## What is required
If a line in the data has the string "bytepack", please show it.

Saved data entries
• • •

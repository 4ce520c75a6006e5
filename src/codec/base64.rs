//! Base64 encoding and decoding.
//!
//! Two alphabets are supported: standard (`A-Za-z0-9+/`) and URL-safe
//! (`A-Za-z0-9-_`). A single decode table accepts both, so the decoder does
//! not need to be told which alphabet produced its input. Decoding is
//! padding-agnostic: `=` characters may be present or omitted.
//!
//! # Example
//!
//! ```rust
//! use bytepack::codec::base64;
//!
//! assert_eq!(base64::encode(b"hi?", false, false), "aGk/");
//! assert_eq!(base64::encode(b"hi?", true, false), "aGk_");
//! assert_eq!(base64::encode(b"h", false, true), "aA");
//! assert_eq!(base64::decode("aA==")?, b"h");
//! assert_eq!(base64::decode("aA")?, b"h");
//! # Ok::<(), bytepack::Error>(())
//! ```

use crate::{Error, Result};

const STANDARD_SYMBOLS: &[u8; 64] =
    b"ABCDEFGHIJKLMNOPQRSTUVWXYZabcdefghijklmnopqrstuvwxyz0123456789+/";
const URL_SAFE_SYMBOLS: &[u8; 64] =
    b"ABCDEFGHIJKLMNOPQRSTUVWXYZabcdefghijklmnopqrstuvwxyz0123456789-_";

/// Decode table entry for the padding character.
const PAD: i8 = -1;

/// Maps a 7-bit character to its 6-bit value for both alphabets.
///
/// `+` and `-` both map to 62, `/` and `_` both map to 63, and `=` maps to
/// [`PAD`]. Characters outside both alphabets map to 0.
#[rustfmt::skip]
const DECODE_TABLE: [i8; 128] = [
    0, 0, 0, 0, 0, 0, 0, 0,
    0, 0, 0, 0, 0, 0, 0, 0,
    0, 0, 0, 0, 0, 0, 0, 0,
    0, 0, 0, 0, 0, 0, 0, 0,
    0, 0, 0, 0, 0, 0, 0, 0,
    0, 0, 0, 62, 0, 62, 0, 63,
    52, 53, 54, 55, 56, 57, 58, 59,
    60, 61, 0, 0, 0, PAD, 0, 0,
    0, 0, 1, 2, 3, 4, 5, 6,
    7, 8, 9, 10, 11, 12, 13, 14,
    15, 16, 17, 18, 19, 20, 21, 22,
    23, 24, 25, 0, 0, 0, 0, 63,
    0, 26, 27, 28, 29, 30, 31, 32,
    33, 34, 35, 36, 37, 38, 39, 40,
    41, 42, 43, 44, 45, 46, 47, 48,
    49, 50, 51, 0, 0, 0, 0, 0,
];

/// Base64 symbol set used for encoding.
#[derive(Debug, Clone, Copy, PartialEq, Eq, Default)]
pub enum Alphabet {
    /// `A-Z a-z 0-9 + /`
    #[default]
    Standard,
    /// `A-Z a-z 0-9 - _`, safe in URLs and file names.
    UrlSafe,
}

impl Alphabet {
    fn symbols(self) -> &'static [u8; 64] {
        match self {
            Self::Standard => STANDARD_SYMBOLS,
            Self::UrlSafe => URL_SAFE_SYMBOLS,
        }
    }
}

/// Returns the length of the encoding of `input_len` bytes.
pub fn encoded_len(input_len: usize, pad: bool) -> usize {
    if pad {
        input_len.div_ceil(3) * 4
    } else {
        (input_len * 4).div_ceil(3)
    }
}

/// Encodes bytes as Base64.
///
/// `url_safe` selects the URL-safe alphabet; `truncate` omits the trailing
/// `=` padding.
pub fn encode(input: &[u8], url_safe: bool, truncate: bool) -> String {
    let alphabet = if url_safe {
        Alphabet::UrlSafe
    } else {
        Alphabet::Standard
    };
    encode_with(input, alphabet, !truncate)
}

/// Encodes bytes as Base64 with an explicit alphabet and padding choice.
pub fn encode_with(input: &[u8], alphabet: Alphabet, pad: bool) -> String {
    let symbols = alphabet.symbols();
    let symbol = |value: u32| symbols[(value & 0x3f) as usize] as char;

    let mut output = String::with_capacity(encoded_len(input.len(), pad));
    let mut bits = 0u32;
    let mut shift = 0u32;
    let mut i = 0;

    // Each step emits one sextet; a new byte is pulled in on three steps out of four
    while i < input.len() {
        shift = (shift + 2) & 7;
        if shift != 0 {
            bits = ((bits << 8) | input[i] as u32) & 0xffff;
            i += 1;
        }
        output.push(symbol(bits >> shift));
    }

    match shift {
        2 => {
            output.push(symbol(bits << 4));
            if pad {
                output.push_str("==");
            }
        }
        4 => {
            output.push(symbol(bits << 2));
            if pad {
                output.push('=');
            }
        }
        6 => output.push(symbol(bits)),
        _ => {}
    }

    output
}

/// Looks up the symbol at byte `position` of `input`.
fn sextet(input: &str, position: usize) -> Result<i8> {
    let byte = input.as_bytes()[position];
    match DECODE_TABLE.get(byte as usize) {
        Some(&value) => Ok(value),
        None => Err(Error::InvalidSymbol {
            position,
            symbol: input[position..].chars().next().unwrap_or('\u{FFFD}'),
        }),
    }
}

/// Decodes Base64 text in either alphabet, with or without padding.
///
/// Input is consumed in groups of up to four symbols; a group with two
/// symbols yields one byte, three yield two, four yield three. Padding counts
/// as an absent symbol.
///
/// # Errors
///
/// - [`Error::InvalidSymbol`] for a non-ASCII character.
/// - [`Error::InvalidFormat`] for a lone trailing symbol or for padding in
///   the first two positions of a group.
pub fn decode(input: &str) -> Result<Vec<u8>> {
    let len = input.len();
    let mut output = Vec::with_capacity(len / 4 * 3 + 2);
    let mut i = 0;

    while i < len {
        if i + 1 >= len {
            return Err(Error::InvalidFormat(format!(
                "dangling Base64 symbol at position {}",
                i
            )));
        }
        let a = sextet(input, i)?;
        let b = sextet(input, i + 1)?;
        if a == PAD || b == PAD {
            return Err(Error::InvalidFormat(format!(
                "unexpected Base64 padding at position {}",
                i
            )));
        }
        i += 2;

        let mut c = PAD;
        if i < len {
            c = sextet(input, i)?;
            i += 1;
        }
        let mut d = PAD;
        if i < len {
            d = sextet(input, i)?;
            i += 1;
        }

        let (a, b) = (a as u32, b as u32);
        if c == PAD {
            let bits = (a << 6) | b;
            output.push((bits >> 4) as u8);
        } else if d == PAD {
            let bits = (a << 12) | (b << 6) | c as u32;
            output.push((bits >> 10) as u8);
            output.push((bits >> 2) as u8);
        } else {
            let bits = (a << 18) | (b << 12) | ((c as u32) << 6) | d as u32;
            output.push((bits >> 16) as u8);
            output.push((bits >> 8) as u8);
            output.push(bits as u8);
        }
    }

    Ok(output)
}

#[cfg(test)]
mod tests {
    use super::*;

    #[test]
    fn test_rfc4648_vectors() {
        let vectors: [(&[u8], &str); 7] = [
            (b"", ""),
            (b"f", "Zg=="),
            (b"fo", "Zm8="),
            (b"foo", "Zm9v"),
            (b"foob", "Zm9vYg=="),
            (b"fooba", "Zm9vYmE="),
            (b"foobar", "Zm9vYmFy"),
        ];
        for (raw, encoded) in vectors {
            assert_eq!(encode(raw, false, false), encoded);
            assert_eq!(decode(encoded).unwrap(), raw);
        }
    }

    #[test]
    fn test_truncate_drops_padding() {
        assert_eq!(encode(b"f", false, true), "Zg");
        assert_eq!(encode(b"fo", false, true), "Zm8");
        assert_eq!(encode(b"foo", false, true), "Zm9v");
        assert_eq!(decode("Zg").unwrap(), b"f");
        assert_eq!(decode("Zm8").unwrap(), b"fo");
    }

    #[test]
    fn test_url_safe_alphabet() {
        let raw = [0xFB, 0xFF, 0xBF];
        assert_eq!(encode(&raw, false, false), "+/+/");
        assert_eq!(encode(&raw, true, false), "-_-_");
        assert_eq!(decode("+/+/").unwrap(), raw);
        assert_eq!(decode("-_-_").unwrap(), raw);
    }

    #[test]
    fn test_encoded_len() {
        for n in 0..10 {
            let data = vec![0xA5; n];
            assert_eq!(encode_with(&data, Alphabet::Standard, true).len(), encoded_len(n, true));
            assert_eq!(encode_with(&data, Alphabet::UrlSafe, false).len(), encoded_len(n, false));
        }
    }

    #[test]
    fn test_all_byte_values_roundtrip() {
        let data: Vec<u8> = (0..=255u8).collect();
        for url_safe in [false, true] {
            for truncate in [false, true] {
                let text = encode(&data, url_safe, truncate);
                assert_eq!(decode(&text).unwrap(), data);
            }
        }
    }

    #[test]
    fn test_dangling_symbol() {
        assert!(matches!(decode("Zm9vY"), Err(Error::InvalidFormat(_))));
    }

    #[test]
    fn test_leading_padding_rejected() {
        assert!(matches!(decode("=AAA"), Err(Error::InvalidFormat(_))));
        assert!(matches!(decode("Zm9v=A"), Err(Error::InvalidFormat(_))));
    }

    #[test]
    fn test_non_ascii_rejected() {
        let err = decode("Zm9é").unwrap_err();
        assert!(matches!(
            err,
            Error::InvalidSymbol {
                position: 3,
                symbol: 'é'
            }
        ));
    }
}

• • •

## Task solution
//! use bytepack::codec::base64;
//! # Ok::<(), bytepack::Error>(())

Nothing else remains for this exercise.